Eaten Alive is a raw and violent romp in the swamp, but it fails to stick its landing the same way The Texas Chain Saw Massacre does. (While it's never been my favorite, Chain Saw did a lot of things right.) I showed up thinking it would be a gator flick and instead it's about a bunch of rapists in the bayou... Seeing as this is the fourth of his films I can remember watching, it might be time to conclude that I'm just not a Tobe Hooper guy.

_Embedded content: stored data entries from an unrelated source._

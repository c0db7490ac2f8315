use std::sync::Arc;
use std::thread;

use javelin_types::{is_subtype, TyContext, TypeEnv, TypeMirror, TypeSystem, TypeVar};
use pretty_assertions::assert_eq;

use super::fixtures::{class, raw};

fn assert_send_sync<T: Send + Sync>() {}

#[test]
fn shared_state_is_thread_safe() {
    assert_send_sync::<TypeSystem>();
    assert_send_sync::<TypeMirror>();
    assert_send_sync::<TypeVar>();
}

#[test]
fn workers_capture_against_a_shared_registry() {
    let ts = Arc::new(TypeSystem::with_minimal_jdk());
    let list = class(&ts, "java.util.List");
    let number = raw(&ts, "java.lang.Number");
    let ty = ts
        .class_type(list, vec![ts.wildcard_extends(number.clone())])
        .unwrap();

    let vars: Vec<TypeVar> = thread::scope(|scope| {
        let handles: Vec<_> = (0..4)
            .map(|_| {
                let ts = Arc::clone(&ts);
                let ty = ty.clone();
                let number = number.clone();
                scope.spawn(move || {
                    let mut cx = TyContext::new(&ts);
                    let captured = cx.capture(&ty).unwrap();
                    let var = captured.as_class().unwrap().args[0].as_type_var().unwrap();
                    assert_eq!(cx.type_var_name(var), Some("CAP#1"));
                    assert_eq!(cx.upper_bound(var), number);
                    assert!(is_subtype(&cx, &captured, &ty));
                    var
                })
            })
            .collect();
        handles
            .into_iter()
            .map(|handle| handle.join().expect("worker panicked"))
            .collect()
    });

    for (i, a) in vars.iter().enumerate() {
        for b in &vars[i + 1..] {
            assert_ne!(a, b);
        }
    }
    // The registry never saw any of the worker-local variables.
    for var in &vars {
        assert!(ts.type_var(var.id()).is_none());
    }
}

Bride of Re-Animator [1989]

Every bit as playful, silly, and grotesque as the original. With another watch or two, the Re-Animator series will have probably ousted the Evil Dead movies from the space they've held in my heart since I was a teenager.

Carrie [1976]

This year there've been more than a few noteworthy additions to the list of "classic" horror films I've checked off my "to watch" list: Night of the Living Dead, Black Christmas, Rosemary's Baby, Phantasm, Suspiria... the list doesn't stop there. Despite my general lack of disinterest in Stephen King adaptations, Carrie contends for my favorite among the bunch.

American Mary [2012]

This is more of a body modification drama than anything, though it is certainly one which dabbles in horror along the way. That aside, I was a little turned off by the lack of plot of and suspense, which left it feeling like it dragged on a bit too long for its own good. American Mary peaks with its surgical scenes, which are really well done, though I still feel a stronger affinity toward Excision, in terms of similarly-themed movies I've watched in the last several months.

Maniac [1980]

Maniac straddles a line between slasher and exploitation for the entirety of its screen time. Set within the grimy cityscape of ‘70s New York, it bears thematic relation to Henry: Portrait of a Serial Killer, though it also possesses a uniquely different space, serving less as a voyeuristic guide to psychopathic mayhem, instead twisting more into the absurd delusions of the killer’s mind as the movie progresses. Crudely shot and thoroughly raw throughout, there are still standout scenes including the shotgun murder (whoa!), but while the whole of the film is meant to find validation in its finale, the realistic element of misogyny that is woven throughout leaves the whole thing feeling repulsive.